Peter Drucker suggests that we are now in transition from the traditional command-and-control organizational relationship to one based on the flow of information among bodies of knowledge. Drucker describes the information-based organization as a group of specialists linked to each other in a network but functioning as independent agents for their specialty. These specialists actively interact with customers and suppliers using the Internet and extranet in a computer-to-computer exchange of data. Organizationally, this interaction occurs horizontally rather than vertically and crosses functional and institutional boundaries. Distance, which once inhibited real-time communications, is almost no longer a concern. Organizations are becoming flatter, with fewer layers of management. Drucker also predicts that operations of large businesses will more likely resemble those of hospitals or orchestras than of typical manufacturing companies.Drucker, Peter. 1987. The Coming of the New Organization. Harvard Business Review on Knowledge Management. Cambridge, MA: Harvard Business School Press, 3.
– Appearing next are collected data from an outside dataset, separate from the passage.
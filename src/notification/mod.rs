//! The seam between the dispatcher and the external messaging service.
//!
//! The dispatcher only ever talks to a [`Messenger`], obtained from a
//! [`MessengerFactory`] once the credentials have been validated. The real
//! implementation lives in [`telegram`]; tests substitute recording fakes.
pub mod telegram;

use crate::config::TelegramSettings;
use async_trait::async_trait;
use chrono::{DateTime, Utc};
use std::path::{Path, PathBuf};
use std::time::Duration;
use thiserror::Error;

/// Acknowledgment returned by the messaging service for a delivered message.
#[derive(Debug, Clone, PartialEq)]
pub struct Ack {
    pub message_id: i64,
    pub chat_id: i64,
    pub sent_at: Option<DateTime<Utc>>,
}

/// A failed send. Never carries the bot token.
#[derive(Debug, Error)]
pub enum DeliveryError {
    #[error("could not build HTTP client: {0}")]
    Client(#[source] reqwest::Error),
    #[error("request to the messaging service failed: {0}")]
    Transport(#[source] reqwest::Error),
    #[error("request timed out after {0:?}")]
    Timeout(Duration),
    #[error("messaging service rejected the request ({}): {description}", .code.map_or_else(|| "no code".to_string(), |c| c.to_string()))]
    Api {
        code: Option<i64>,
        description: String,
    },
    #[error("unexpected response from messaging service (HTTP {status}): {body}")]
    UnexpectedResponse { status: u16, body: String },
    #[error("could not read document {}: {source}", .path.display())]
    Document {
        path: PathBuf,
        #[source]
        source: std::io::Error,
    },
}

impl DeliveryError {
    /// Maps a `reqwest` error, dropping the request URL since it embeds the token.
    pub(crate) fn from_reqwest(err: reqwest::Error, timeout: Duration) -> Self {
        if err.is_timeout() {
            Self::Timeout(timeout)
        } else {
            Self::Transport(err.without_url())
        }
    }
}

/// A client that can deliver messages to a chat.
#[async_trait]
pub trait Messenger: Send + Sync {
    /// Sends a text message.
    async fn send_message(&self, chat_id: &str, text: &str) -> Result<Ack, DeliveryError>;

    /// Uploads a file, with an optional caption.
    async fn send_document(
        &self,
        chat_id: &str,
        path: &Path,
        caption: Option<&str>,
    ) -> Result<Ack, DeliveryError>;
}

/// Builds a [`Messenger`] bound to a bot token.
pub trait MessengerFactory: Send + Sync {
    type Messenger: Messenger;

    fn connect(
        &self,
        bot_token: &str,
        settings: &TelegramSettings,
    ) -> Result<Self::Messenger, DeliveryError>;
}
//! tgnotify - Send a one-off Telegram notification
//!
//! This library reads the Telegram credentials from a layered configuration,
//! validates them before any network activity, and delivers a single message
//! (and optionally a document) through the Bot API.
pub mod cli;
pub mod config;
pub mod dispatcher;
pub mod notification;

// Re-export the dispatch types for convenience
pub use dispatcher::{
    Delivery, DispatchError, DispatchOutcome, NotificationDispatcher, NotificationRequest,
};
pub use notification::{Ack, DeliveryError, Messenger, MessengerFactory};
Traditionally, contracting has been viewed as an exclusive relationship between a buyer and a seller, each concentrating on getting what they want from the other. This perception goes back to the era when the seller had the expertise and was able to perform a majority of the work using its own organic capabilities. However, as the technological content and complexity of products increased, dependence on outside specialists and subcontractors also grew because their special knowledge and capabilities were crucial to satisfying contractual requirements. Today, at least 60% of a product or service’s cost is in the form of purchased supplies, equipment, material, and services. On average, 50% of a firm’s quality problems can be traced to purchased materials.Burt, David N., and Richard L. Pinkerton. 1996. A Purchasing Manager’s Guide To Strategic Proactive Procurement. New York: American Management Association, xi.

The postulate of acquisition doctrine is that control over cost and quality of goods and services purchased can be achieved more effectively when functional specialists in the buyer and seller’s organizations operate as part of an interdependent and integrated system. The contracting officer (CO) as a business manager plays a leading role in this relationship. No longer can the COs act as if their primary role is to enforce the acquisition rules and regulations and when others get involved, view them with apprehension. It has been said, “Years of dictated regulated solutions have bred a contracting culture that avoids risk, that tends not to think creatively when devising solutions, and that has gained a reputation in many quarters for being toads in the road.”Doyle, Gregory. 1999. Developing the Next Generation of Contracting Officers (and This Generation, Too). Contract Management (April): 43. One of the goals of this book is to help eradicate this reputation. The prescription is to follow the acquisition principles, eliminating the adversary relationships through team building, managing risk and opportunities, and taking advantage of the communication capabilities afforded by technological advances in telecommunications.